When the rain begins to fall against the side of the house in earnest, I go to the window, and it is then that the street as a whole also goes to its window side, so that everything slopes downward – everything, that is, except our many pairs of eyes, which busily cross the street in a kind of dance between the rain.
But, though we go quickly – instantaneously, in fact – we don’t arrive at that; we don’t arrive at us; nothing leaves the street to become anywhere else, not even the water around the drains, which, it’s clear, is fed from beneath.
At such times I find myself trying to show off a little to the girl across the way; I try to show off, but in such a way as not to be noticed, by standing in uncharacteristic poses and moving my legs definitively, as if I have resolved on a course of action I actually have no intention of pursuing.
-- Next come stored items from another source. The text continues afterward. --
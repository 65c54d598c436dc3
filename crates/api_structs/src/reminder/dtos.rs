use agenda_domain::{Reminder, ReminderChannel, ID};
use chrono::{DateTime, Utc};
use serde::{Deserialize, Serialize};

#[derive(Debug, Deserialize, Serialize, Clone, PartialEq)]
#[serde(rename_all = "camelCase")]
pub struct ReminderDTO {
    pub id: ID,
    pub event: ID,
    pub minutes_before: i64,
    pub channel: ReminderChannel,
    pub scheduled_for: DateTime<Utc>,
    pub is_sent: bool,
    pub sent_at: Option<DateTime<Utc>>,
}

impl ReminderDTO {
    pub fn new(reminder: Reminder) -> Self {
        Self {
            id: reminder.id,
            event: reminder.event_id,
            minutes_before: reminder.minutes_before,
            channel: reminder.channel,
            scheduled_for: reminder.scheduled_for(),
            is_sent: reminder.is_sent,
            sent_at: reminder.sent_at,
        }
    }
}

/// A `Reminder` given together with its `Event`
#[derive(Debug, Deserialize, Serialize, Clone, Default, PartialEq)]
#[serde(rename_all = "camelCase")]
pub struct ReminderInputDTO {
    /// Defaults to 15 minutes
    #[serde(default)]
    pub minutes_before: Option<i64>,
    /// Defaults to email
    #[serde(default)]
    pub channel: Option<ReminderChannel>,
}
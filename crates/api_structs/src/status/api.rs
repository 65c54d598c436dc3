use serde::{Deserialize, Serialize};

pub mod get_service_health {
    use super::*;

    #[derive(Deserialize, Serialize, Debug)]
    #[serde(rename_all = "camelCase")]
    pub struct APIResponse {
        pub status: String,
        /// Storage backend, `postgres` or `memory`
        pub db: String,
        pub engine: String,
        pub name: String,
    }
}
And at such times the girl over the way leans her cheek against her palm and supports her elbow on the sash, as if she tries to make out my intentions.
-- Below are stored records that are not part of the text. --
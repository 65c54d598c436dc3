use super::{IReminderLock, IReminderRepo};
use crate::repos::shared::inmemory_repo::*;
use crate::repos::shared::query_structs::{OrderBy, ReminderOrderField};
use agenda_domain::{NotificationLog, Reminder, ID};
use chrono::{DateTime, Utc};
use std::sync::Arc;
use tokio::sync::OwnedMutexGuard;

pub struct InMemoryReminderRepo {
    tables: Arc<InMemoryTables>,
}

impl InMemoryReminderRepo {
    pub fn new(tables: Arc<InMemoryTables>) -> Self {
        Self { tables }
    }
}

fn sort_reminders(reminders: &mut [Reminder], order_by: OrderBy<ReminderOrderField>) {
    reminders.sort_by(|a, b| {
        let ordering = match order_by.field {
            ReminderOrderField::ScheduledFor => a.scheduled_for().cmp(&b.scheduled_for()),
            ReminderOrderField::MinutesBefore => a.minutes_before.cmp(&b.minutes_before),
        };
        if order_by.descending {
            ordering.reverse()
        } else {
            ordering
        }
    });
}

#[async_trait::async_trait]
impl IReminderRepo for InMemoryReminderRepo {
    async fn insert(&self, reminder: &Reminder) -> anyhow::Result<()> {
        if !find_by(&self.tables.reminders, |r| r.conflicts_with(reminder)).is_empty() {
            anyhow::bail!("Duplicate reminder for event {}", reminder.event_id);
        }
        insert(reminder, &self.tables.reminders);
        Ok(())
    }

    async fn save(&self, reminder: &Reminder) -> anyhow::Result<()> {
        update_many(
            &self.tables.reminders,
            |r| r.id == reminder.id,
            |r| {
                let (is_sent, sent_at) = (r.is_sent, r.sent_at);
                *r = reminder.clone();
                r.is_sent = is_sent;
                r.sent_at = sent_at;
            },
        );
        Ok(())
    }

    async fn find(&self, reminder_id: &ID) -> Option<Reminder> {
        find(reminder_id, &self.tables.reminders)
    }

    async fn find_by_event(&self, event_id: &ID) -> anyhow::Result<Vec<Reminder>> {
        let mut reminders = find_by(&self.tables.reminders, |r| r.event_id == *event_id);
        sort_reminders(&mut reminders, Default::default());
        Ok(reminders)
    }

    async fn find_by_events(&self, event_ids: &[ID]) -> anyhow::Result<Vec<Reminder>> {
        let mut reminders = find_by(&self.tables.reminders, |r| event_ids.contains(&r.event_id));
        sort_reminders(&mut reminders, Default::default());
        Ok(reminders)
    }

    async fn find_by_user(
        &self,
        user_id: &ID,
        order_by: OrderBy<ReminderOrderField>,
    ) -> anyhow::Result<Vec<Reminder>> {
        let mut reminders = find_by(&self.tables.reminders, |r| {
            self.tables.user_owns_event(user_id, &r.event_id)
        });
        sort_reminders(&mut reminders, order_by);
        Ok(reminders)
    }

    async fn find_due(&self, now: DateTime<Utc>) -> anyhow::Result<Vec<Reminder>> {
        let mut reminders = find_by(&self.tables.reminders, |r| r.is_due(&now));
        sort_reminders(&mut reminders, Default::default());
        Ok(reminders)
    }

    async fn delete(&self, reminder_id: &ID) -> Option<Reminder> {
        self.tables.delete_reminder(reminder_id)
    }

    async fn delete_by_event(&self, event_id: &ID) -> anyhow::Result<()> {
        let reminder_ids = find_by(&self.tables.reminders, |r| r.event_id == *event_id)
            .into_iter()
            .map(|r| r.id)
            .collect::<Vec<_>>();
        for reminder_id in reminder_ids {
            self.tables.delete_reminder(&reminder_id);
        }
        Ok(())
    }

    async fn lock_for_dispatch(
        &self,
        reminder_id: &ID,
    ) -> anyhow::Result<Option<Box<dyn IReminderLock>>> {
        let guard = self.tables.lock_row(reminder_id).await;
        let reminder = match find(reminder_id, &self.tables.reminders) {
            Some(reminder) => reminder,
            None => {
                drop(guard);
                self.tables.forget_row_lock(reminder_id);
                return Ok(None);
            }
        };
        Ok(Some(Box::new(InMemoryReminderLock {
            _guard: guard,
            tables: self.tables.clone(),
            reminder,
            logs: Vec::new(),
            sent_at: None,
        })))
    }
}

struct InMemoryReminderLock {
    _guard: OwnedMutexGuard<()>,
    tables: Arc<InMemoryTables>,
    reminder: Reminder,
    logs: Vec<NotificationLog>,
    sent_at: Option<DateTime<Utc>>,
}

#[async_trait::async_trait]
impl IReminderLock for InMemoryReminderLock {
    fn reminder(&self) -> &Reminder {
        &self.reminder
    }

    async fn append_log(&mut self, log: &NotificationLog) -> anyhow::Result<()> {
        self.logs.push(log.clone());
        Ok(())
    }

    async fn mark_sent(&mut self, sent_at: DateTime<Utc>) -> anyhow::Result<()> {
        self.sent_at = Some(sent_at);
        Ok(())
    }

    async fn commit(self: Box<Self>) -> anyhow::Result<()> {
        let lock = *self;
        lock.tables.insert_logs(lock.logs);
        if let Some(sent_at) = lock.sent_at {
            update_many(
                &lock.tables.reminders,
                |r| r.id == lock.reminder.id,
                |r| r.mark_sent(sent_at),
            );
        }
        Ok(())
    }
}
“I don’t know how long we’ll stay here,” I think, meeting her gaze: “It doesn’t have to be a long stay, this life, this bit of life.” Or perhaps I say to myself: “Even now, I’m only thinking an afterthought …” For somehow it makes everything more acceptable to say that nothing has been determined, that the evidence is incomplete or at best incidental, that everything can be refuted without effort. But what I really mean is that, when it rains, everything feels tedious, and the houses go on forever, until they are blotted out by the mist. When it rains and the girl is standing there, I feel lonely for us both, and powerless to help. And she looks back at me, not listening, as if to say: “Is this really how people spend their lives?”